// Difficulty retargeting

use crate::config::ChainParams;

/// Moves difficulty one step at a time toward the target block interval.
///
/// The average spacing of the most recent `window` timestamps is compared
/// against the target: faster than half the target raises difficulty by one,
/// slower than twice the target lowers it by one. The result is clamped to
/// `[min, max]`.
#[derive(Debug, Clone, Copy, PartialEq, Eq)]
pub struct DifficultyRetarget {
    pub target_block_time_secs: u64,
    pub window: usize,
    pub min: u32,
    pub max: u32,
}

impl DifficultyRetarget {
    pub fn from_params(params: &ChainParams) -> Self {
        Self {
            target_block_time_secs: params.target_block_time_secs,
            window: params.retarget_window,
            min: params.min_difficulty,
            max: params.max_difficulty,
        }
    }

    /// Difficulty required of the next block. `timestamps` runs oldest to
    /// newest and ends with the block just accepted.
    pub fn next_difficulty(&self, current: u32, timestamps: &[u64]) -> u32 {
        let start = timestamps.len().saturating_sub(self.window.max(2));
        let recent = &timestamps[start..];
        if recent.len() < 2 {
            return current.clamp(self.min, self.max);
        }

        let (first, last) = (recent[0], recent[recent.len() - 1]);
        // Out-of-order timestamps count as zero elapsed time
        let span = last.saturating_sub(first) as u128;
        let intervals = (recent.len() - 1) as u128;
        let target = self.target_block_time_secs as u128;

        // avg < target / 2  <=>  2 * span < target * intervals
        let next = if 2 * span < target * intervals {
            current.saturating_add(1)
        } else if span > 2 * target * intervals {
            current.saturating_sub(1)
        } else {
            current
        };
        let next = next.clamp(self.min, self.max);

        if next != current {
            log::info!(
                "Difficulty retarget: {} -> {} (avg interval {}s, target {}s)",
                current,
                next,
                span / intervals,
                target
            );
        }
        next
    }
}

----

- Task instructions:
Copy the listing above out again in its entirety, exactly as written.

- The completed task:
// Difficulty retargeting

use crate::config::ChainParams;

/// Moves difficulty one step at a time toward the target block interval.
///
/// The average spacing of the most recent `window` timestamps is compared
/// against the target: faster than half the target raises difficulty by one,
/// slower than twice the target lowers it by one. The result is clamped to
/// `[min, max]`.
#[derive(Debug, Clone, Copy, PartialEq, Eq)]
pub struct DifficultyRetarget {
    pub target_block_time_secs: u64,
    pub window: usize,
    pub min: u32,
    pub max: u32,
}

impl DifficultyRetarget {
    pub fn from_params(params: &ChainParams) -> Self {
        Self {
            target_block_time_secs: params.target_block_time_secs,
            window: params.retarget_window,
            min: params.min_difficulty,
            max: params.max_difficulty,
        }
    }

    /// Difficulty required of the next block. `timestamps` runs oldest to
    /// newest and ends with the block just accepted.
    pub fn next_difficulty(&self, current: u32, timestamps: &[u64]) -> u32 {
        let start = timestamps.len().saturating_sub(self.window.max(2));
        let recent = &timestamps[start..];
        if recent.len() < 2 {
            return current.clamp(self.min, self.max);
        }

        let (first, last) = (recent[0], recent[recent.len() - 1]);
        // Out-of-order timestamps count as zero elapsed time
        let span = last.saturating_sub(first) as u128;
        let intervals = (recent.len() - 1) as u128;
        let target = self.target_block_time_secs as u128;

        // avg < target / 2  <=>  2 * span < target * intervals
        let next = if 2 * span < target * intervals {
            current.saturating_add(1)
        } else if span > 2 * target * intervals {
            current.saturating_sub(1)
        } else {
            current
        };
        let next = next.clamp(self.min, self.max);

        if next != current {
            log::info!(
                "Difficulty retarget: {} -> {} (avg interval {}s, target {}s)",
                current,
                next,
                span / intervals,
                target
            );
        }
        next
    }
}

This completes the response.